Other System Involvement

Respiratory problems, including respiratory failure and recurrent aspiration pneumonia, were common among these patients (Table 1). In six patients (A-D, F, and G) there was respiratory failure and hypoventilation at birth and mechanical ventilation or oxygen supplementation was required. Patient A required invasive mechanical ventilation until two weeks of age and then required non-invasive positive pressure ventilation until two months of age due to hypoventilation and chronically elevated pCO₂, unresponsive to caffeine, theophylline, and aminophylline treatments. After discontinuation of mechanical ventilation, patient A exhibited excessive sighing and atypical periodic breathing associated with intermittent hypoxia (Figure 3). Congenital central hypoventilation syndrome (CCHS) was considered, although patients with CCHS usually have a normal EEG. However, Sanger sequencing revealed no variants in PHOX2b nor did whole exome sequencing reveal a mutation in other genes linked to CCHS.¹⁶ Chronic compensated respiratory acidosis with an irregular breathing pattern was seen in patient G who received supplemental oxygen until six months of age. Patient D also had chronically elevated pCO₂, received supplemental oxygen, and died suddenly, overnight, without preceding infection. Patients E, I, and J had recurrent aspiration pneumonias and often required admission to the intensive care unit for respiratory insufficiency. Patient J had clubbing of the finger nails at five years of age.

Respiratory and pulse oximetry recording at three months of age showing excessive sighing and unusual periodic breathing associated with intermittent hypoxia (patient A).

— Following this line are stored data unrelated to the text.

//! One proxied exchange, end to end.
//!
//! ```text
//! Request<Body>
//!     → InboundRequest (method gate, mount path)
//!     → RequestTranslator (URI, headers, credentials)
//!     → Transport (single attempt, timeouts)
//!     → ResponseRelay                  on success
//!     → FailureClassifier → ProxyError on failure
//!     → ProxyOutcome
//! ```

use std::time::{Duration, Instant};

use axum::body::Body;
use axum::http::header::{self, HeaderValue, InvalidHeaderValue};
use axum::http::{Request, Response, StatusCode};
use axum::response::IntoResponse;

use crate::config::ProxyConfig;
use crate::error::ProxyError;
use crate::http::request::{InboundRequest, RequestTranslator};
use crate::http::response::ResponseRelay;
use crate::net::connection::{ExchangeGuard, ExchangePhase, ExchangeTracker};
use crate::net::transport::{HyperTransport, Transport};
use crate::observability::metrics;
use crate::resilience::classify;

/// The forwarding engine. Shared by all requests; holds no per-request state.
pub struct ProxyService<T: Transport = HyperTransport> {
    translator: RequestTranslator,
    transport: T,
    relay: ResponseRelay,
    tracker: ExchangeTracker,
    expose_error_detail: bool,
}

/// What the caller gets back.
#[derive(Debug)]
pub enum ProxyOutcome {
    /// The upstream answered; its response is relayed.
    Relayed(Response<Body>),
    /// The path lies outside the mount path.
    NotFound,
    /// A classified failure.
    Failed {
        error: ProxyError,
        expose_detail: bool,
    },
}

impl ProxyOutcome {
    pub fn status(&self) -> StatusCode {
        match self {
            ProxyOutcome::Relayed(response) => response.status(),
            ProxyOutcome::NotFound => StatusCode::NOT_FOUND,
            ProxyOutcome::Failed { error, .. } => error.status(),
        }
    }
}

impl IntoResponse for ProxyOutcome {
    fn into_response(self) -> Response<Body> {
        match self {
            ProxyOutcome::Relayed(response) => response,
            ProxyOutcome::NotFound => plain_text(StatusCode::NOT_FOUND, "Not Found".to_string()),
            ProxyOutcome::Failed {
                error,
                expose_detail,
            } => {
                let status = error.status();
                let body = if expose_detail {
                    error.message
                } else {
                    status.canonical_reason().unwrap_or_default().to_string()
                };
                plain_text(status, body)
            }
        }
    }
}

fn plain_text(status: StatusCode, body: String) -> Response<Body> {
    let mut response = (status, body).into_response();
    response.headers_mut().insert(
        header::CONTENT_TYPE,
        HeaderValue::from_static("text/plain; charset=utf-8"),
    );
    response
}

impl<T: Transport> ProxyService<T> {
    pub fn new(config: &ProxyConfig, transport: T) -> Result<Self, InvalidHeaderValue> {
        Ok(Self {
            translator: RequestTranslator::new(config)?,
            transport,
            relay: ResponseRelay::new(
                config.upstream.max_buffered_body_bytes,
                config.timeouts.read(),
            ),
            tracker: ExchangeTracker::new(),
            expose_error_detail: config.observability.expose_error_detail,
        })
    }

    pub fn tracker(&self) -> &ExchangeTracker {
        &self.tracker
    }

    /// Forward one request and produce the caller's response.
    pub async fn handle(&self, request: Request<Body>) -> ProxyOutcome {
        let started = Instant::now();
        let method = request.method().clone();
        let path = request.uri().path().to_string();
        let mut exchange = self.tracker.track();

        let outcome = self.exchange(request, &mut exchange).await;
        exchange.advance(ExchangePhase::Done);

        let status = outcome.status();
        metrics::record_request(method.as_str(), status.as_u16(), started);
        tracing::info!(
            exchange_id = %exchange.id(),
            method = %method,
            path = %path,
            status = status.as_u16(),
            elapsed_ms = started.elapsed().as_millis() as u64,
            "Proxied request"
        );
        outcome
    }

    async fn exchange(&self, request: Request<Body>, exchange: &mut ExchangeGuard) -> ProxyOutcome {
        let inbound = match InboundRequest::from_http(request, self.translator.mount_path()) {
            Ok(Some(inbound)) => inbound,
            Ok(None) => return ProxyOutcome::NotFound,
            Err(error) => return self.fail(exchange, error),
        };

        let outbound = match self.translator.translate(inbound) {
            Ok(outbound) => outbound,
            Err(error) => return self.fail(exchange, error),
        };

        exchange.advance(ExchangePhase::Sending);
        let upstream = match self.transport.send(outbound).await {
            Ok(upstream) => upstream,
            Err(err) => return self.fail(exchange, classify(&err)),
        };

        exchange.advance(ExchangePhase::Relaying);
        match self.relay.relay(upstream).await {
            Ok(response) => ProxyOutcome::Relayed(response),
            Err(error) => self.fail(exchange, error),
        }
    }

    fn fail(&self, exchange: &mut ExchangeGuard, error: ProxyError) -> ProxyOutcome {
        exchange.advance(ExchangePhase::Failed);
        metrics::record_failure(error.kind);
        tracing::warn!(
            exchange_id = %exchange.id(),
            error_kind = %error.kind,
            status = error.status().as_u16(),
            error = %error.message,
            "Request failed"
        );
        ProxyOutcome::Failed {
            error,
            expose_detail: self.expose_error_detail,
        }
    }

    /// Wait for in-flight exchanges. Returns `false` if `limit` expired first.
    pub async fn drain(&self, limit: Option<Duration>) -> bool {
        let active = self.tracker.active_count();
        if active > 0 {
            tracing::info!(active, "Draining in-flight exchanges");
        }
        self.tracker.wait_idle(limit).await
    }
}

Three patients developed diabetes insipidus (A, C, and F) between one to two months of age that in patient A required prolonged DDAVP and did not self-resolve. The only dysmorphic feature documented in the infants was an abnormal palate; patient D had a cleft soft palate, patient G had a cleft palate, and patient C had a high-arched palate. All patients were fed by gastrostomy tube.

Discussion

Patients with the gain-of-function KCNQ2 R201C and R201H variants have a severe form of KCNQ2 encephalopathy with a phenotype that is novel and distinct from what has been reported for other KCNQ2 encephalopathy variants. Previously undescribed features include neonatal encephalopathy without seizures, exaggerated and prolonged startle response with bilateral high amplitude myoclonic jerks without EEG correlate, hypoventilation with periodic breathing, and profound developmental impairment with early mortality. Our electro-clinical data support the hypothesis that in vitro gain-of function correlate in vivo with clinical features that are different from the ones observed in neonates with variants causing loss-of-function.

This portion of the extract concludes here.